* Task directions *
Exactly the lines from the opening of the data through the line containing "let mut handler = TxHandler::new(&pool);" should be reproduced, please, with nothing added.

===== Supplied records =====

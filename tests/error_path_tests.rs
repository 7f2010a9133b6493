//! Tests for error paths and edge cases

use utxo_settlement::crypto::public_key;
use utxo_settlement::epoch::apply_transaction;
use utxo_settlement::secp256k1::SecretKey;
use utxo_settlement::*;

#[test]
fn test_pool_get_missing_is_error() {
    let pool = UtxoPool::new();
    let outpoint = OutPoint::new([3; 32], 1);

    let err = pool.get(&outpoint).unwrap_err();
    assert_eq!(err, SettlementError::UtxoNotFound(outpoint));
    assert!(err.to_string().starts_with("UTXO not found: 0303"));
    assert!(err.to_string().ends_with(":1"));
}

#[test]
fn test_pool_remove_missing_is_error() {
    let mut pool = UtxoPool::new();
    assert!(pool.remove(&OutPoint::new([3; 32], 1)).is_err());
}

#[test]
fn test_apply_unvalidated_transaction_fails_cleanly() {
    let mut pool = UtxoPool::new();
    let mut builder = Transaction::builder();
    builder.add_input([4; 32], 0);
    let tx = builder.finalize();

    assert!(matches!(
        apply_transaction(&mut pool, &tx),
        Err(SettlementError::UtxoNotFound(_))
    ));
    assert!(pool.is_empty());
}

#[test]
fn test_builder_index_errors() {
    let key = SecretKey::from_slice(&[1; 32]).unwrap();
    let mut builder = Transaction::builder();
    builder.add_output(1, public_key(&key));

    assert_eq!(
        builder.sign_input(0, &key).unwrap_err(),
        SettlementError::InputIndexOutOfRange(0)
    );
    assert!(builder.raw_data_to_sign(0).is_none());
    assert!(builder.remove_input(0).is_err());
}

#[test]
fn test_garbage_signature_rejected_not_panicking() {
    let owner = SecretKey::from_slice(&[1; 32]).unwrap();
    let mut pool = UtxoPool::new();
    pool.insert(
        OutPoint::new([0; 32], 0),
        TransactionOutput { value: 10, address: public_key(&owner) },
    );

    let mut builder = Transaction::builder();
    builder.add_input([0; 32], 0).add_output(1, public_key(&owner));
    builder.add_signature(vec![0xff; 3], 0).unwrap();
    let tx = builder.finalize();

    let mut handler = TxHandler::new(&pool);
    assert!(!handler.is_valid_tx(&tx));
    assert!(handler.handle_txs(&[tx]).is_empty());
    assert_eq!(handler.utxo_pool(), &pool);
}

#[test]
fn test_raw_data_to_sign_out_of_range_on_transaction() {
    let tx = Transaction::builder().finalize();
    assert!(tx.raw_data_to_sign(0).is_none());
    assert!(tx.input(0).is_none());
    assert!(tx.output(0).is_none());
}
//! Signature and hashing primitives
//!
//! Signatures are ECDSA over secp256k1, DER encoded, computed over the SHA-256
//! digest of a message. Transaction ids are double SHA-256 of the raw transaction.

use bitcoin_hashes::{sha256d, Hash as BitcoinHash};
use secp256k1::{ecdsa::Signature, Message, PublicKey, Secp256k1, SecretKey, Signing, Verification};
use sha2::{Digest, Sha256};

use crate::error::{Result, SettlementError};
use crate::types::{ByteString, Hash};

/// SHA-256 digest of a message, the value actually signed
pub fn message_digest(message: &[u8]) -> Hash {
    let digest = Sha256::digest(message);
    let mut hash = [0u8; 32];
    hash.copy_from_slice(&digest);
    hash
}

/// Transaction id: SHA256(SHA256(raw_tx))
pub fn transaction_id(raw_tx: &[u8]) -> Hash {
    let result = sha256d::Hash::hash(raw_tx);
    let mut hash = [0u8; 32];
    hash.copy_from_slice(&result);
    hash
}

/// Public key for a secret key
pub fn public_key(secret_key: &SecretKey) -> PublicKey {
    let secp = Secp256k1::signing_only();
    PublicKey::from_secret_key(&secp, secret_key)
}

/// Sign `message` with `secret_key`, returning a DER encoded signature
pub fn sign_message(secret_key: &SecretKey, message: &[u8]) -> Result<ByteString> {
    let secp = Secp256k1::signing_only();
    sign_message_with(&secp, secret_key, message)
}

pub fn sign_message_with<C: Signing>(
    secp: &Secp256k1<C>,
    secret_key: &SecretKey,
    message: &[u8],
) -> Result<ByteString> {
    let message = Message::from_digest_slice(&message_digest(message))
        .map_err(|e| SettlementError::InvalidSignature(e.to_string()))?;
    Ok(secp.sign_ecdsa(&message, secret_key).serialize_der().to_vec())
}

/// Verify a DER signature over `message` under `pubkey`.
///
/// Malformed signatures verify as `false`.
pub fn verify_signature(pubkey: &PublicKey, message: &[u8], signature: &[u8]) -> bool {
    let secp = Secp256k1::verification_only();
    verify_signature_with(&secp, pubkey, message, signature)
}

/// Verify ECDSA signature using a caller-provided secp256k1 context
pub fn verify_signature_with<C: Verification>(
    secp: &Secp256k1<C>,
    pubkey: &PublicKey,
    message: &[u8],
    signature: &[u8],
) -> bool {
    let signature = match Signature::from_der(signature) {
        Ok(sig) => sig,
        Err(_) => return false,
    };

    let message = match Message::from_digest_slice(&message_digest(message)) {
        Ok(msg) => msg,
        Err(_) => return false,
    };

    secp.verify_ecdsa(&message, &signature, pubkey).is_ok()
}
//! Freshness Index calculation and grading.
//!
//! Pure computation only: nothing in this module performs I/O or depends on
//! how results are displayed.

pub mod constants;
pub mod engine;
pub mod error;
pub mod grade;
pub mod validation;

pub use constants::*;
pub use engine::{evaluate, evaluate_scores, freshness_index, EvaluationResult, Measurement};
pub use error::{DomainError, TestKind};
pub use grade::{Grade, Severity, TestScore};
pub use validation::validate_measurements;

=====

* Exercise output *
filename tests/error_path_tests.rs
repository 7f2010a9133b6493
//! Tests for error paths and edge cases

use utxo_settlement::crypto::public_key;
use utxo_settlement::epoch::apply_transaction;
use utxo_settlement::secp256k1::SecretKey;
use utxo_settlement::*;

#[test]
fn test_pool_get_missing_is_error() {
    let pool = UtxoPool::new();
    let outpoint = OutPoint::new([3; 32], 1);

    let err = pool.get(&outpoint).unwrap_err();
    assert_eq!(err, SettlementError::UtxoNotFound(outpoint));
    assert!(err.to_string().starts_with("UTXO not found: 0303"));
    assert!(err.to_string().ends_with(":1"));
}

#[test]
fn test_pool_remove_missing_is_error() {
    let mut pool = UtxoPool::new();
    assert!(pool.remove(&OutPoint::new([3; 32], 1)).is_err());
}

#[test]
fn test_apply_unvalidated_transaction_fails_cleanly() {
    let mut pool = UtxoPool::new();
    let mut builder = Transaction::builder();
    builder.add_input([4; 32], 0);
    let tx = builder.finalize();

    assert!(matches!(
        apply_transaction(&mut pool, &tx),
        Err(SettlementError::UtxoNotFound(_))
    ));
    assert!(pool.is_empty());
}

#[test]
fn test_builder_index_errors() {
    let key = SecretKey::from_slice(&[1; 32]).unwrap();
    let mut builder = Transaction::builder();
    builder.add_output(1, public_key(&key));

    assert_eq!(
        builder.sign_input(0, &key).unwrap_err(),
        SettlementError::InputIndexOutOfRange(0)
    );
    assert!(builder.raw_data_to_sign(0).is_none());
    assert!(builder.remove_input(0).is_err());
}

#[test]
fn test_garbage_signature_rejected_not_panicking() {
    let owner = SecretKey::from_slice(&[1; 32]).unwrap();
    let mut pool = UtxoPool::new();
    pool.insert(
        OutPoint::new([0; 32], 0),
        TransactionOutput { value: 10, address: public_key(&owner) },
    );

    let mut builder = Transaction::builder();
    builder.add_input([0; 32], 0).add_output(1, public_key(&owner));
    builder.add_signature(vec![0xff; 3], 0).unwrap();
    let tx = builder.finalize();

    let mut handler = TxHandler::new(&pool);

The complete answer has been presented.